Ask Natalie: On post-break homesickness, partner complaints and
asking out your classmates
NATALIE MORRIS
Advice Columnist
"Dear Natalie,
The weeks since I went home for
Christmas have really made me
home sick.
I miss home, my family, my
friends, everything I left to
come here. I didn't feel this way
in September, why am I feeling
this now?"
You have left the honeymoon
phase. Like any relationship,
you've grown and the excitement
of a new city, a new school, new
friends have worn off. You've gone
home, seen your friends, eaten your
family's homemade food and you
felt secure.
Now you're thrown back into the
wild without even the familiarity
ofthe classes and profs you have
become used to. Now you have
new classrooms, new TAs, new
subjects, but without the sense
of excitement.
So it makes sense that now you
feel homesick. But you should persevere. Or at least try. You seemed to
have liked UBC before you came
back, what's changed now?
Maybe you didn't do as well
as you thought you would, or you
don't like your friends or roommate
as much, or you actually went to
somewhere with snow and now
you're frustrated with Vancouver's
"winter."
Another good idea is to get
involved in something new. Focus
these bad feelings into creating
good ones. Clubs, teams, rec and
aquatic classes, new events, and new
programs are all available for you if
you find them.
Maybe it is not specifically UBC
that you're no longer interested in.
Answer this carefully because this
is serious. Dropping out of university now may make it a lot harder to
enter again later.
Just because you were accepted
once doesn't mean they'll accept you
a second time.
Before you drop out or transfer
look into colleges, internships, jobs
and anything else you might be
interested in. Have something set
up if this is the path you decide to
go down.
Take at least two more weeks
to really think about it. You do not
want to be stuck without a plan.
In those weeks look into other
programs here at UBC. If it's a
future of engineering, nursing or
accounting that's really killing
you slowly, see if you can transfer
your credits to something else.
Even if they only count as elect-
ives, the tuition wouldn't be going
toward nothing.
If necessary, talk to your
faculty advising about taking a semester or two off. UBC does make
accommodations for students to
take a year off of school without
forcing them to to reapply when
they return. In general, though,
make sure that you think carefully about whatever you want to
do. A lot of the time, one semester
off turns into a year, and a year
into two. Make sure that you don't
end up in that situation unless it's
what you really want.
"So I like this girl in my class but
is it weird to ask her out? She
seems really cool but what if she
says no?"
Welcome to dating. Yes, of course
you can ask her out. And in my
personal opinion it's much less
weird to do so because it seems
to me you've been talking and
are friendly.
If you have indeed been talking
to her, you should know a few
things about her. Is she taken?
Is she open to starting a relationship? Or at least starting to
see someone?
Asking her out is not weird, but
like any time you ask any one out
be prepared for her to say no. But
honestly, that's the worst thing
that would happen.
If she says no, sorry that sucks,
but don't make it weird. You haven't been (I'm assuming) hitting
on this lady constantly (if you have
been and she's clearly not responding, stop now) so don't start now.

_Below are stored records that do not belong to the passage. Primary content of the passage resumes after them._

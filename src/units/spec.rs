//! # Unit specification.
//!
//! Defines [`UnitSpec`], the configuration bundle describing one task unit of a
//! fleet: its name, repeat interval, thread affinity, and the factory that
//! constructs it during [`Orchestrator::instantiate`](crate::Orchestrator::instantiate).
//!
//! A spec can be created:
//! - **Explicitly** with [`UnitSpec::new`] (full control)
//! - **From config** with [`UnitSpec::with_defaults`] (inherits the default interval)

use std::fmt;
use std::sync::Arc;
use std::time::Duration;

use crate::core::OrchestratorConfig;
use crate::error::SetupError;
use crate::units::TaskUnit;

/// Builds a unit. Construction failures abort the whole fleet like a failed `prepare()`.
pub type UnitFactory = Box<dyn FnOnce() -> Result<Box<dyn TaskUnit>, SetupError> + Send>;

/// Specification for one task unit.
///
/// ## Example
/// ```rust
/// use std::time::Duration;
/// use tickvisor::{Headless, OrchestratorConfig, ResourceUnit, UnitSpec};
///
/// let cfg = OrchestratorConfig::default();
/// let display = UnitSpec::with_defaults("display", &cfg, || {
///     Ok(Box::new(ResourceUnit::new(Headless::default())))
/// })
/// .on_main_thread();
///
/// assert!(display.runs_on_main_thread());
/// assert_eq!(display.interval(), Duration::from_millis(100));
/// ```
pub struct UnitSpec {
    name: Arc<str>,
    interval: Duration,
    main_thread: bool,
    factory: UnitFactory,
}

impl UnitSpec {
    /// Creates a worker-affinity spec with an explicit repeat interval.
    pub fn new<F>(name: impl Into<Arc<str>>, interval: Duration, factory: F) -> Self
    where
        F: FnOnce() -> Result<Box<dyn TaskUnit>, SetupError> + Send + 'static,
    {
        Self {
            name: name.into(),
            interval,
            main_thread: false,
            factory: Box::new(factory),
        }
    }

    /// Creates a worker-affinity spec using `cfg.default_interval`.
    pub fn with_defaults<F>(name: impl Into<Arc<str>>, cfg: &OrchestratorConfig, factory: F) -> Self
    where
        F: FnOnce() -> Result<Box<dyn TaskUnit>, SetupError> + Send + 'static,
    {
        Self::new(name, cfg.default_interval, factory)
    }

    /// Requires the unit to run on the thread that calls `Orchestrator::start()`.
    pub fn on_main_thread(mut self) -> Self {
        self.main_thread = true;
        self
    }

    /// Returns a new spec with updated repeat interval.
    pub fn with_interval(mut self, interval: Duration) -> Self {
        self.interval = interval;
        self
    }

    /// Unit name.
    pub fn name(&self) -> &str {
        &self.name
    }

    /// Repeat interval.
    pub fn interval(&self) -> Duration {
        self.interval
    }

    /// True if the unit owns the calling thread.
    pub fn runs_on_main_thread(&self) -> bool {
        self.main_thread
    }

    pub(crate) fn into_parts(self) -> (Arc<str>, Duration, bool, UnitFactory) {
        (self.name, self.interval, self.main_thread, self.factory)
    }
}

impl fmt::Debug for UnitSpec {
    fn fmt(&self, f: &mut fmt::Formatter<'_>) -> fmt::Result {
        f.debug_struct("UnitSpec")
            .field("name", &self.name)
            .field("interval", &self.interval)
            .field("main_thread", &self.main_thread)
            .finish_non_exhaustive()
    }
}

Once you've clearly asked her
out on a date, she knows you're
interested. You do not need to keep
reminding her.
If both of you want, you can be
friends, but don't see a friendship
as a way to sneak into a relationship. Don't be that guy.
If she says yes, Congrats. Still
don't make it weird. If it doesn't
work out that's also fine. If every
first date worked out there would
be no break ups ever and I think
we all know that's not true.
If it does work out and you end
up getting married, I fully expect a
invite to your wedding, much 2014
was the worst. Get out there and
think about how great 2015 will be.
"Dear Natalie,
My girlfriend is complaining
a lot about various things. I'm
usually okay with it but it's been
too much lately. Advice please."
Just talk to her. Tell her in no uncertain terms that you love talking
about her day, but her constant
negativity is something you're
having issues with. Ask her if there
is anything you can help with in
her life. If she keeps complaining, spell it out to her even more
clearly. There is a huge difference
between discussing your lives and
just being a bitter person. Tell her
when she complains about her day
constantly you feel bad and think
poorly about your own or whatever
you feelings are.
She may just be a complainer,
which sucks, as it would make it
much harder for her to change
or you to be happy. Chances are,
though, that just talking to her will
help a lot.
Need advice? Write to Natalie
anonymously at asknatalie@
ubyssey.ca and have your questions
answered in an upcoming issue of
The Ubyssey. 31
The 'Birds put on a poor show at UBC's Winter Classic, but Hewitt made up for it with his first shutout Saturday night.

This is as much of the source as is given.